What needs to be done
Report how many lines contain the word "about" in the listing that follows. Give nothing besides the number.
**********
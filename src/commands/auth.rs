//! Authentication command definitions.
//!
//! Tokens are obtained elsewhere; these commands only store them in, or
//! remove them from, the OS keyring.

use crate::commands::params::{
    resource_parameter, COMMAND_AUTH, COMMAND_CLEAR, COMMAND_SET, COMMAND_TOKEN, PARAMETER_TOKEN,
};
use clap::{Arg, Command};

/// Create the authentication command with all its subcommands.
pub fn auth_command() -> Command {
    Command::new(COMMAND_AUTH)
        .about("Access token management")
        .subcommand_required(true)
        .subcommand(
            Command::new(COMMAND_TOKEN)
                .about("Manage stored access tokens")
                .subcommand_required(true)
                .subcommand(
                    Command::new(COMMAND_SET)
                        .about("Store an access token in the OS keyring")
                        .arg(resource_parameter())
                        .arg(
                            Arg::new(PARAMETER_TOKEN)
                                .long(PARAMETER_TOKEN)
                                .num_args(1)
                                .required(true)
                                .env("M365_TOKEN")
                                .hide_env_values(true)
                                .help("Bearer token issued for the resource"),
                        ),
                )
                .subcommand(
                    Command::new(COMMAND_CLEAR)
                        .about("Remove a stored access token")
                        .arg(resource_parameter()),
                ),
        )
}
**********
Reply
4